Sunday, March 13, 2016

When to Show, When to Tell

Image by Bonnybbx via Pixabay
I have a problem. I am an opinionated fat head which means, anytime I try to show, not tell, in my manuscript, I end up going on some kind of tangent. 

I get the reasoning behind show not tell, you need to draw the reader in, let them feel what you feel, let them taste what you taste, but then I run into the problem of length. Anytime you try to show, not tell, your paragraph ends up so much longer than when it started. 

Eating pizza for example. Instead of saying:

"OMG! This pizza is freaking awesome," she said as she licked sauce off her chin, checking over her shoulder to make sure she was alone.  The pizza wasn't part of her new diet, but at that moment, she didn't care.

You're meant to draw the reader in right?

So you say...

The smell hit her first, the rich smokey barbecue scent, the slow cooked pork oozing garlic, chili and paprika onto the perfectly cooked dough base, the juices fusing with the grilled moist chicken and thinly sliced steak, the mushrooms and onions covered in golden cheese. 

Her food deprived stomach clenched, her head dizzy, almost delirious with hunger.

With her mouth watering, she crept into the kitchen, the pizza laying unguarded on the table, enticing her, calling her, tempting her. 

"Screw it," Tara practically pounced on the pizza, grabbing the largest piece she could find. 

An explosion of flavors erupted in her mouth, the cheese, the meat, the sauce, the mushrooms and onions...

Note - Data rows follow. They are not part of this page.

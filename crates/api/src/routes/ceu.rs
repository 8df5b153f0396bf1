//! Learner CEU workflow routes mounted at `/ceu`.

use axum::routing::{get, post};
use axum::Router;

use crate::handlers::ceu;
use crate::state::AppState;

/// ```text
/// GET  /modules                      -> list_modules
/// GET  /modules/{module_id}/status   -> lifecycle_status
/// POST /progress                     -> start_module
/// POST /progress/{id}/quiz           -> record_quiz_result
/// POST /evaluation                   -> submit_evaluation
/// POST /certificate                  -> issue_certificate
/// GET  /certificates                 -> list_my_certificates
/// ```
pub fn router() -> Router<AppState> {
    Router::new()
        .route("/modules", get(ceu::list_modules))
        .route("/modules/{module_id}/status", get(ceu::lifecycle_status))
        .route("/progress", post(ceu::start_module))
        .route("/progress/{id}/quiz", post(ceu::record_quiz_result))
        .route("/evaluation", post(ceu::submit_evaluation))
        .route("/certificate", post(ceu::issue_certificate))
        .route("/certificates", get(ceu::list_my_certificates))
}
//! Domain logic for the InterpretReflect CEU service.
//!
//! This crate has no database or HTTP dependencies. Everything here operates
//! on plain values loaded by the caller, so the lifecycle rules, RID export
//! layout, and reporting math can be unit tested in isolation.

pub mod ceu;
pub mod error;
pub mod roles;
pub mod types;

"OMG! This pizza is freaking awesome," Tara said as she licked the smokey sauce off her chin. 

"Hey!"

Tara froze, and slowly turned, the evidence still dripping sauce down her arm. Her partner Rex stood in the doorway, a frown creasing his brow, a smile playing on his lips. 

"That's not diet food!" Rex laughed. 


Image by PublicDomainImages via Pixabay
Great, now I want pizza. That's not so strange though, I always want pizza. Anyway, back to the topic. 

You can see the difference right? Telling takes up one small paragraph, showing takes up 9!! 9!! If I do this throughout the manuscript, my book is going to be massive! It's already around the 90,000 mark.

So how do you decide what to show, and what to tell?

Well, I found a few rules, but one seemed to stick in my mind.

Show in significant scenes, or when you want the reader to remember something in particular, this is where you need them to be entranced, hanging off your every word, but if you show throughout the entire novel, your reader is going to be overwhelmed and exhausted. 

Telling between important scenes will move the story along faster, help transition the reader from scene to scene, and provide the reader with the information you want them to retain. 

I'm not saying it's easy, because it's not. I'm re-writing large portions of my manuscript to show not tell, and I can tell you now, it's exhausting, although, in the long run it'll be worth it. 

So don't stop telling, just show too.